- _Task description_: Please take the records that follow and repeat exactly the lines starting with the line with "let pool = WorkerPool::new(4, Some(test_model()), tx);" and going on through the line with "drop(pool);".

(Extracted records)
########

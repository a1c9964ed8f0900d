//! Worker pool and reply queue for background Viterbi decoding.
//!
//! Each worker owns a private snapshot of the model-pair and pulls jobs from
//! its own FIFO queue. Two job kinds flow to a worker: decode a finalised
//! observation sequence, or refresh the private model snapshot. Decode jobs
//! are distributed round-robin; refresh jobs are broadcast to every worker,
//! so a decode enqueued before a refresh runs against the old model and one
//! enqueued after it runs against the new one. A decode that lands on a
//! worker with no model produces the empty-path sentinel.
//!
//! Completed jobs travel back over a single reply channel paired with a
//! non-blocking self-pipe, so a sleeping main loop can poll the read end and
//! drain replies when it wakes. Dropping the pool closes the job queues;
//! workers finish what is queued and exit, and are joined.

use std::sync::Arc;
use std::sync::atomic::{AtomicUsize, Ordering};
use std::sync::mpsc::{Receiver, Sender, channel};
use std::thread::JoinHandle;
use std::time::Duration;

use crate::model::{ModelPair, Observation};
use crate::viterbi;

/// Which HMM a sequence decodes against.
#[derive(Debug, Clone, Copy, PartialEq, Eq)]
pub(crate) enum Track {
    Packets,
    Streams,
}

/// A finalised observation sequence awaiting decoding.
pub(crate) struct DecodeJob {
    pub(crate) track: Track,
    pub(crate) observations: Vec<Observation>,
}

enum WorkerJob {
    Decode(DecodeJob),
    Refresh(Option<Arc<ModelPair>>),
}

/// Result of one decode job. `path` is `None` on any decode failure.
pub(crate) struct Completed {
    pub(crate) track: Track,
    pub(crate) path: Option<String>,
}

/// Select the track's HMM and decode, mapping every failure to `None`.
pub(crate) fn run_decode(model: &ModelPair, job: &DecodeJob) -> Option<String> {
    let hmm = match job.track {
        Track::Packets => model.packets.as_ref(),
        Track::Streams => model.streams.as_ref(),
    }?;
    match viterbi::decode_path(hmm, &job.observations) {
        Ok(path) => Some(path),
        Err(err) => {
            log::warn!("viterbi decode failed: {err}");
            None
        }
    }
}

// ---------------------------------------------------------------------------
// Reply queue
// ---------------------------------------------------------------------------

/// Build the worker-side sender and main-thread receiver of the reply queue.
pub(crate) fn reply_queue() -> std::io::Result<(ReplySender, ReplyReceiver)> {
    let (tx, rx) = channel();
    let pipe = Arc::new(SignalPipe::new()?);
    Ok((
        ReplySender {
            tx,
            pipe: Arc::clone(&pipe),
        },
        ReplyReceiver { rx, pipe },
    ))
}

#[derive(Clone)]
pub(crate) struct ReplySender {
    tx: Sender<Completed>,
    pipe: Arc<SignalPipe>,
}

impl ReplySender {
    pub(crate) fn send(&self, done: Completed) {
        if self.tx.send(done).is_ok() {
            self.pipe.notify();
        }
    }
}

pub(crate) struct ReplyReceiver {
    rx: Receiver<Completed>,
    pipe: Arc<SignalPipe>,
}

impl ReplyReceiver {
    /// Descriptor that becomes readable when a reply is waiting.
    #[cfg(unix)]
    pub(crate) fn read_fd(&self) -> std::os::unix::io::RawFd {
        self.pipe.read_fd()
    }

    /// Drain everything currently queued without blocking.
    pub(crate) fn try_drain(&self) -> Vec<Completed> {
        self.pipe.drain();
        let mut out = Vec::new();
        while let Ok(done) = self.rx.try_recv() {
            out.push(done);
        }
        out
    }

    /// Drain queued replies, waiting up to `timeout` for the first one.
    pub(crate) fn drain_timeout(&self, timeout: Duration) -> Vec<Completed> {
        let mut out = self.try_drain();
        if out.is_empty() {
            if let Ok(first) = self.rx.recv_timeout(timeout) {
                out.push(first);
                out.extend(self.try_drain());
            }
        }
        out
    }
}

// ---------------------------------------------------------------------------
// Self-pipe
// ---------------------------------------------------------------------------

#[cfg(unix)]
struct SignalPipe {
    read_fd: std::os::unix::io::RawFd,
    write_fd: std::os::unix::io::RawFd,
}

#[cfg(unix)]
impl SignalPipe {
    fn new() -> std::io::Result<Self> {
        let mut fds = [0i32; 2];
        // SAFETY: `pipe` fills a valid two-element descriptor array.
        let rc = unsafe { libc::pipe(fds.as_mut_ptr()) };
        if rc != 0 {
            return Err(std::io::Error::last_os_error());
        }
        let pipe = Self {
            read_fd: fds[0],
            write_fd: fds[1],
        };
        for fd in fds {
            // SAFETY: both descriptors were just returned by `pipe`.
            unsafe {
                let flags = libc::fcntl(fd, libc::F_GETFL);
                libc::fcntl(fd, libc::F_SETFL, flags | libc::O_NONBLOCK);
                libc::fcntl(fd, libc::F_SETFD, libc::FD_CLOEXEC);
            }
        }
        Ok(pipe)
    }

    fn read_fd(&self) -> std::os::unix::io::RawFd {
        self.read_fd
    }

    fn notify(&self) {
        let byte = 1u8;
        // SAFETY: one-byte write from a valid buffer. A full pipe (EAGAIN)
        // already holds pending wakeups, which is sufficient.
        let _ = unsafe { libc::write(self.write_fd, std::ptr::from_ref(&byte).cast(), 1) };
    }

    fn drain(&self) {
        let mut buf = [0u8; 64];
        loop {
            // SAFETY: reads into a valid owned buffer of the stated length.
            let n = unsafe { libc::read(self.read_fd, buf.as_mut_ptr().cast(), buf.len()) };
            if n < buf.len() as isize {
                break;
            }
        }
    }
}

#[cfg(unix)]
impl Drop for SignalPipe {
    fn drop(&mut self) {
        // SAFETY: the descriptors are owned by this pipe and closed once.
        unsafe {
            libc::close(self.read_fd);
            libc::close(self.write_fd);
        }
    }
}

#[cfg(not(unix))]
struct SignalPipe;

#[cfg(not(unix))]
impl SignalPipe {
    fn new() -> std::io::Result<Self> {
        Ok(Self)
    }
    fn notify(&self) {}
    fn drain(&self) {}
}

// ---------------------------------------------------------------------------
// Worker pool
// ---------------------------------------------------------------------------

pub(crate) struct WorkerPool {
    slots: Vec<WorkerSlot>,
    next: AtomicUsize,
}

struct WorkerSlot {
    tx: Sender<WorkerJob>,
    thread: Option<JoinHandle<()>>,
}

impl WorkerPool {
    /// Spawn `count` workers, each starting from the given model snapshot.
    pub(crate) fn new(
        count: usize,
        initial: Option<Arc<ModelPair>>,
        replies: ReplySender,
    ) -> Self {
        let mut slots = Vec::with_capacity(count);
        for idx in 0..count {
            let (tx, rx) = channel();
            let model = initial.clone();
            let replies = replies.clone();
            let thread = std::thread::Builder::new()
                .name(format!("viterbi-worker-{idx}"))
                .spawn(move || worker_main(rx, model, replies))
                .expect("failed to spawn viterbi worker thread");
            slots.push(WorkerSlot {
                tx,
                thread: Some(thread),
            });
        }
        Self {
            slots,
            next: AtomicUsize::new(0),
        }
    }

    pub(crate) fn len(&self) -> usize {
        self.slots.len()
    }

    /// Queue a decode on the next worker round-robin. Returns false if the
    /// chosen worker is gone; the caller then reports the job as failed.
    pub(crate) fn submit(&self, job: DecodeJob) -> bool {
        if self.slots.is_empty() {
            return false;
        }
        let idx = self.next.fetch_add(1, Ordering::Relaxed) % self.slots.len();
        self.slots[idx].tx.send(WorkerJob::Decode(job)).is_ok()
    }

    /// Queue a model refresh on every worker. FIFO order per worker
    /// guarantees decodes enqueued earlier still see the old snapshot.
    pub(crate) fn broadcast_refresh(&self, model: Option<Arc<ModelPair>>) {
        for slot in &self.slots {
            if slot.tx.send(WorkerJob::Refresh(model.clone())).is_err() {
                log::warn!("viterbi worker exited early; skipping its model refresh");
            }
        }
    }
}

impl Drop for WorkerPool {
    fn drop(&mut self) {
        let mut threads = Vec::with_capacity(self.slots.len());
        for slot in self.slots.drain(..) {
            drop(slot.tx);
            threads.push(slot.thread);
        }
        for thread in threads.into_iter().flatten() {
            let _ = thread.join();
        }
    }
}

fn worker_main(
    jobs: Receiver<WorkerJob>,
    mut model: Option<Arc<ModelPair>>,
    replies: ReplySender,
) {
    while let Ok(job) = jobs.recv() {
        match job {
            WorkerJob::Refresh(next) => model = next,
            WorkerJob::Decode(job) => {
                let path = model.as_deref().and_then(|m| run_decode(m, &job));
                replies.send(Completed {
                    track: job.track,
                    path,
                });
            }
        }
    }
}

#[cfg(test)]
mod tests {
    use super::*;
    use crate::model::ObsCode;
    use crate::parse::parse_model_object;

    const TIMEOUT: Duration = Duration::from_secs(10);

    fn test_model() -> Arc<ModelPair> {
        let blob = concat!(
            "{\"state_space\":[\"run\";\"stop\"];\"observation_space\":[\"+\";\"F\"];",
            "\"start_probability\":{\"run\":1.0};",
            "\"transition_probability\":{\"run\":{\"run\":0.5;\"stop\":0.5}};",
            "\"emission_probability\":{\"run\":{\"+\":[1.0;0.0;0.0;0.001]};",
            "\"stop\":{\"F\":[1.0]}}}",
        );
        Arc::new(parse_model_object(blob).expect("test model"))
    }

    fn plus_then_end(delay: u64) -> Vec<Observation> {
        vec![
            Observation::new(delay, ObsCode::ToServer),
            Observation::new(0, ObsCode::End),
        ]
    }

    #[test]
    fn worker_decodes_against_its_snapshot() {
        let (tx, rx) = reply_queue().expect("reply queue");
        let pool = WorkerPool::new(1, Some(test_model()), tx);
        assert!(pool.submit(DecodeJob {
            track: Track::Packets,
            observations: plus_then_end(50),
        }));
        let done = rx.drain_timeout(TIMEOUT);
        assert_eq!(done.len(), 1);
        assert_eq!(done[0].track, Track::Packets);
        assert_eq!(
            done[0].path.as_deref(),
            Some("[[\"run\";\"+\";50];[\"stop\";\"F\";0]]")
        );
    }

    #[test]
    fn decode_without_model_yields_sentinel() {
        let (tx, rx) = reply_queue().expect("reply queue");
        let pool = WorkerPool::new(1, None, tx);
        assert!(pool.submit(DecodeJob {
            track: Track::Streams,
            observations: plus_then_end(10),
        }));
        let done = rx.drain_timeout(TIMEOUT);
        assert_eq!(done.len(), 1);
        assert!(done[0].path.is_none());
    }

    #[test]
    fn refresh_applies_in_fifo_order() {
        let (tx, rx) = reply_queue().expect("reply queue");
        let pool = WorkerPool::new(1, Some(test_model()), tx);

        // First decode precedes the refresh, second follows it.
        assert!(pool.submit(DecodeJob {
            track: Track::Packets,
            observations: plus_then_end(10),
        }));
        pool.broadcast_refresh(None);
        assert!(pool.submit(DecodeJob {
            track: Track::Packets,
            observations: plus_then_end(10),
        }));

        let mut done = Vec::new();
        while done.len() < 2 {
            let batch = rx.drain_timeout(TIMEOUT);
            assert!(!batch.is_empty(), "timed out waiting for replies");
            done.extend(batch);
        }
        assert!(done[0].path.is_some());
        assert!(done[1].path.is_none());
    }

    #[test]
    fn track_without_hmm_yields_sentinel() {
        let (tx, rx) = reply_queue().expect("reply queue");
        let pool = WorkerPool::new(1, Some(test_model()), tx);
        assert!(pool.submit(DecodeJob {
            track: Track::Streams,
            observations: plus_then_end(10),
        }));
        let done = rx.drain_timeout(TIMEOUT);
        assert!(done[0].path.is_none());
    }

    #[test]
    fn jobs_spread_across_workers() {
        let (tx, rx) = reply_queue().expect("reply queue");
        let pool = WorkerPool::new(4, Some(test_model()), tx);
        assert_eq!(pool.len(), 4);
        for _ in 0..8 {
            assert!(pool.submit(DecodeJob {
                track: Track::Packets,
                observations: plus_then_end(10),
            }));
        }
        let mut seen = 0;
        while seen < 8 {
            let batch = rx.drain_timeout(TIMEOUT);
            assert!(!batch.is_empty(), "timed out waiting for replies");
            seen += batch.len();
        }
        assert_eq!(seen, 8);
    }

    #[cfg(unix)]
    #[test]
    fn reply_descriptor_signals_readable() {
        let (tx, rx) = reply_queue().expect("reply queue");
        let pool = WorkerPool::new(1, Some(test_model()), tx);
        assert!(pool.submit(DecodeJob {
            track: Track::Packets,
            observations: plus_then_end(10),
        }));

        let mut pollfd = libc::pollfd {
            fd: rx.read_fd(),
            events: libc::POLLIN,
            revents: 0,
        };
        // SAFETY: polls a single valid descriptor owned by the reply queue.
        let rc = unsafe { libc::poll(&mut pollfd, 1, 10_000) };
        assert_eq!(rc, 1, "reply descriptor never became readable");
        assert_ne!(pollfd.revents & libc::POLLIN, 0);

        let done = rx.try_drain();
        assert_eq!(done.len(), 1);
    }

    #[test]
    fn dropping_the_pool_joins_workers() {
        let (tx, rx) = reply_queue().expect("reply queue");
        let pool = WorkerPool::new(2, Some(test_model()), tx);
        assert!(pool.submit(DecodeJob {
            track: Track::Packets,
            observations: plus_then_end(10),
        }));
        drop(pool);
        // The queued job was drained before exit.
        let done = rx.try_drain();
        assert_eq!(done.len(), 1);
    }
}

########

- _Reply_:
        let pool = WorkerPool::new(4, Some(test_model()), tx);
        assert_eq!(pool.len(), 4);
        for _ in 0..8 {
            assert!(pool.submit(DecodeJob {
                track: Track::Packets,
                observations: plus_then_end(10),
            }));
        }
        let mut seen = 0;
        while seen < 8 {
            let batch = rx.drain_timeout(TIMEOUT);
            assert!(!batch.is_empty(), "timed out waiting for replies");
            seen += batch.len();
        }
        assert_eq!(seen, 8);
    }

    #[cfg(unix)]
    #[test]
    fn reply_descriptor_signals_readable() {
        let (tx, rx) = reply_queue().expect("reply queue");
        let pool = WorkerPool::new(1, Some(test_model()), tx);
        assert!(pool.submit(DecodeJob {
            track: Track::Packets,
            observations: plus_then_end(10),
        }));

        let mut pollfd = libc::pollfd {
            fd: rx.read_fd(),
            events: libc::POLLIN,
            revents: 0,
        };
        // SAFETY: polls a single valid descriptor owned by the reply queue.
        let rc = unsafe { libc::poll(&mut pollfd, 1, 10_000) };
        assert_eq!(rc, 1, "reply descriptor never became readable");
        assert_ne!(pollfd.revents & libc::POLLIN, 0);

        let done = rx.try_drain();
        assert_eq!(done.len(), 1);
    }

    #[test]
    fn dropping_the_pool_joins_workers() {
        let (tx, rx) = reply_queue().expect("reply queue");
        let pool = WorkerPool::new(2, Some(test_model()), tx);
        assert!(pool.submit(DecodeJob {
            track: Track::Packets,
            observations: plus_then_end(10),
        }));
        drop(pool);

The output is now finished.